Problem details: Take the listing below and print exactly the lines starting at the line containing "use std::pin::Pin;" and ending at the line containing "pub use shell::ShellTask;", both ends included, and no others.

######

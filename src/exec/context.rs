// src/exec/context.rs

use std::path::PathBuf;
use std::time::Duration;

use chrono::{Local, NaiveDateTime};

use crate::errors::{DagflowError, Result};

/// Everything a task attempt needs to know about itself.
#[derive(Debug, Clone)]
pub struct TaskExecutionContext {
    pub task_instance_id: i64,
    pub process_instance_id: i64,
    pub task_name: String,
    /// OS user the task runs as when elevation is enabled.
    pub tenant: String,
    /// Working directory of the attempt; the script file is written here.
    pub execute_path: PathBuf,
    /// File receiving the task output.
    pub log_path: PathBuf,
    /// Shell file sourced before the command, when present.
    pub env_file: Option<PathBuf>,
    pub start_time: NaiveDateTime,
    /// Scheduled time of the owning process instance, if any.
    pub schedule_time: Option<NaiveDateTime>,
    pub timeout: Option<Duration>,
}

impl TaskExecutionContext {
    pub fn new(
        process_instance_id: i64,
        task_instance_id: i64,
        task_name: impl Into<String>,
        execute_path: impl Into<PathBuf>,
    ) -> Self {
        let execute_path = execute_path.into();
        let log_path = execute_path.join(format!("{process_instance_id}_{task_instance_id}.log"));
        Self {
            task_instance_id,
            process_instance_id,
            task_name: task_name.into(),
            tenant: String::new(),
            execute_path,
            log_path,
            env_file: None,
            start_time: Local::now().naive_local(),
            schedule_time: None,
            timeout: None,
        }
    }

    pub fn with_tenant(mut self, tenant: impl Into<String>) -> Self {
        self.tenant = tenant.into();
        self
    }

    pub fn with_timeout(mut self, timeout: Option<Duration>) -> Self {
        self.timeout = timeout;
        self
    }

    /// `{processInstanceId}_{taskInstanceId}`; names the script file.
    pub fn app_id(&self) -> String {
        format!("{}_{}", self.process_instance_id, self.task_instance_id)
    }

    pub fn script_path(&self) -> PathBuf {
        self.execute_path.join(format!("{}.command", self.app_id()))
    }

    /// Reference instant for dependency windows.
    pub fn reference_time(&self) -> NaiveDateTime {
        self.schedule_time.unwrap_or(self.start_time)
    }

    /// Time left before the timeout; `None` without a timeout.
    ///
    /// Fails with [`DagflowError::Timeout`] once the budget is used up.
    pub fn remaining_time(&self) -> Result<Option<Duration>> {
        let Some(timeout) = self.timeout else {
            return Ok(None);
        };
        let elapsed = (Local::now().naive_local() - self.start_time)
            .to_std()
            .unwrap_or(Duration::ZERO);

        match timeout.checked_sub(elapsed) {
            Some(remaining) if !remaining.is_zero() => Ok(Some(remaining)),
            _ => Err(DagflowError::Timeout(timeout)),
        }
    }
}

######

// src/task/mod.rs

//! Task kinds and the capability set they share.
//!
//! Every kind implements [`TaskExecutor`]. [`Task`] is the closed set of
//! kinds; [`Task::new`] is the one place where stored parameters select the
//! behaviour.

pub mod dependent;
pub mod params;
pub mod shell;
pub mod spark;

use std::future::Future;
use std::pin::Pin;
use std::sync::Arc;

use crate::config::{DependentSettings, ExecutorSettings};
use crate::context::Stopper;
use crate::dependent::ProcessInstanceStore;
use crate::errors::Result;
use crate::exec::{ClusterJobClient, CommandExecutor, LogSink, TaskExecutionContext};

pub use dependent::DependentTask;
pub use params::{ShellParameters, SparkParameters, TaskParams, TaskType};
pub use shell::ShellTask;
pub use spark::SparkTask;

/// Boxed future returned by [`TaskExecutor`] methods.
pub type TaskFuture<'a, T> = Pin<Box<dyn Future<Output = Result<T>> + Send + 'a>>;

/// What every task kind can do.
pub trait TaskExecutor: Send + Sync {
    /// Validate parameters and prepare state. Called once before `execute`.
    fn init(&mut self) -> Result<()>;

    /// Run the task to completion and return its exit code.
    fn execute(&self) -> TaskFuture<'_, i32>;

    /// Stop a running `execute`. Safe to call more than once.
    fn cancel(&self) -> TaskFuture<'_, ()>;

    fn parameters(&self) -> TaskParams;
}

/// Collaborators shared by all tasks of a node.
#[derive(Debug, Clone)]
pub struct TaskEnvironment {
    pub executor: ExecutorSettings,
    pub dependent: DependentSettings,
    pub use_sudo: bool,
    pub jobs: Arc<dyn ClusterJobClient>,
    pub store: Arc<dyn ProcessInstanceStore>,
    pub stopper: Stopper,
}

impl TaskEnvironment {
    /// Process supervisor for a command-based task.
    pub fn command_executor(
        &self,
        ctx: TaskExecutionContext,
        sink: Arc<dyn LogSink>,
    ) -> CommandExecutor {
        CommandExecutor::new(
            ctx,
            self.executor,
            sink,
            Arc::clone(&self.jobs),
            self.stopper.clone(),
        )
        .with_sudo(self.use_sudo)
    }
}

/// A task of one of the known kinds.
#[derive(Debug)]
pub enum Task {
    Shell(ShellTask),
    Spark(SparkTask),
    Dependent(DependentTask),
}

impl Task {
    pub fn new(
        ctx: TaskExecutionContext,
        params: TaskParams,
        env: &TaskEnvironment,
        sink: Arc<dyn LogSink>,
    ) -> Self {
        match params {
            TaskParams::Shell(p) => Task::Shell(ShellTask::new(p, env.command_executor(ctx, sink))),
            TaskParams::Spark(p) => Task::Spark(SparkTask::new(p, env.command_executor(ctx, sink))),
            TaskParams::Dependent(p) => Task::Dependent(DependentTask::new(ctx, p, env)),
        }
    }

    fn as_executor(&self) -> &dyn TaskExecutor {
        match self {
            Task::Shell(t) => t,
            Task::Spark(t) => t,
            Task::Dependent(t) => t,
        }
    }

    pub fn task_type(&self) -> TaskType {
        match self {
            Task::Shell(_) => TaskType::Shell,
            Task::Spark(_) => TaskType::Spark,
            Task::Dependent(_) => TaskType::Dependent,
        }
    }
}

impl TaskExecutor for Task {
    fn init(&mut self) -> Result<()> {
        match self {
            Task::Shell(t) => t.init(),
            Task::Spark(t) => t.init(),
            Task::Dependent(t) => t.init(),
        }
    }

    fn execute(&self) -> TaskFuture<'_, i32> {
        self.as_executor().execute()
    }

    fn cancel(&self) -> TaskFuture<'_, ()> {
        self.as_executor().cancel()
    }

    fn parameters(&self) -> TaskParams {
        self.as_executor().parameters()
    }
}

######

Task response:
use std::pin::Pin;
use std::sync::Arc;

use crate::config::{DependentSettings, ExecutorSettings};
use crate::context::Stopper;
use crate::dependent::ProcessInstanceStore;
use crate::errors::Result;
use crate::exec::{ClusterJobClient, CommandExecutor, LogSink, TaskExecutionContext};

pub use dependent::DependentTask;
pub use params::{ShellParameters, SparkParameters, TaskParams, TaskType};
pub use shell::ShellTask;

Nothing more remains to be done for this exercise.